Et voilà que l’on parle des oligarques aux États-Unis, aujourd’hui. Dans son discours d’adieu à la nation, mi-janvier 2025, le vieux président Joe Biden a alerté, comme Dwight Eisenhower en son temps l’avait fait au sujet du complexe militaro-industriel : « Une oligarchie prend forme en Amérique, faite d’extrême richesse, de pouvoir et d’influence, qui menace déjà notre démocratie entière, nos droits élémentaires, nos libertés, et la possibilité pour chacun d’avoir une chance équitable de s’en sortir. » Et quelques jours plus tard, comme pour lui donner raison, Donald Trump plaçait au premier rang de son investiture, juste derrière lui, certains des hommes les plus riches du monde : ils sont le sujet de ce livre.

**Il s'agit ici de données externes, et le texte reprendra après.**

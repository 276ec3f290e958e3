/// Down-mix planar channels into one envelope: the mean of absolute values per frame.
///
/// Stereo matches `(|l| + |r|) / 2` exactly; mono is `|x|`. Only complete
/// frames (the shortest channel length) are mixed.
pub fn downmix(channels: &[Vec<f32>]) -> Vec<f64> {
    let Some(frames) = channels.iter().map(Vec::len).min() else {
        return Vec::new();
    };
    let divisor = channels.len() as f64;
    (0..frames)
        .map(|index| {
            let sum: f64 = channels
                .iter()
                .map(|channel| f64::from(channel[index].abs()))
                .sum();
            sum / divisor
        })
        .collect()
}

Dans L’Heure des prédateurs, son formidable et effrayant essai paru en avril 2025 chez Gallimard, Giuliano da Empoli écrit à leur sujet : « Les nouvelles élites technologiques, les Musk, les Zuckerberg, n’ont rien à voir avec les technocrates de Davos. Leur philosophie de vie n’est pas fondée sur une gestion compétente de ce qui existe, mais plutôt sur une sacrée envie de foutre le bordel. L’ordre, la prudence, le respect des règles sont frappés d’anathème par ceux qui se sont fait la main en allant vite, en brisant les choses, selon la devise de Facebook. »
Alors… Qui sont ces gens qui veulent « foutre le bordel », qui veulent abattre la démocratie, et qui nous haïssent, nous, les Européens, qui l’incarnons ? Vous lirez ici quatre portraits, biographiques et intellectuels. S’y ajoutent ceux de Donald Trump et de J. D. Vance, le vice-président américain. Parce que si ces oligarques ont aujourd’hui autant de pouvoir, c’est qu’ils ont des relais, voire des porte-voix, à la Maison-Blanche.
Bienvenue dans le monde d’aujourd’hui.
Snégaroff, Thomas & Corbé, Philippe.
Les nouveaux oligargues.
Les arênes, 2025.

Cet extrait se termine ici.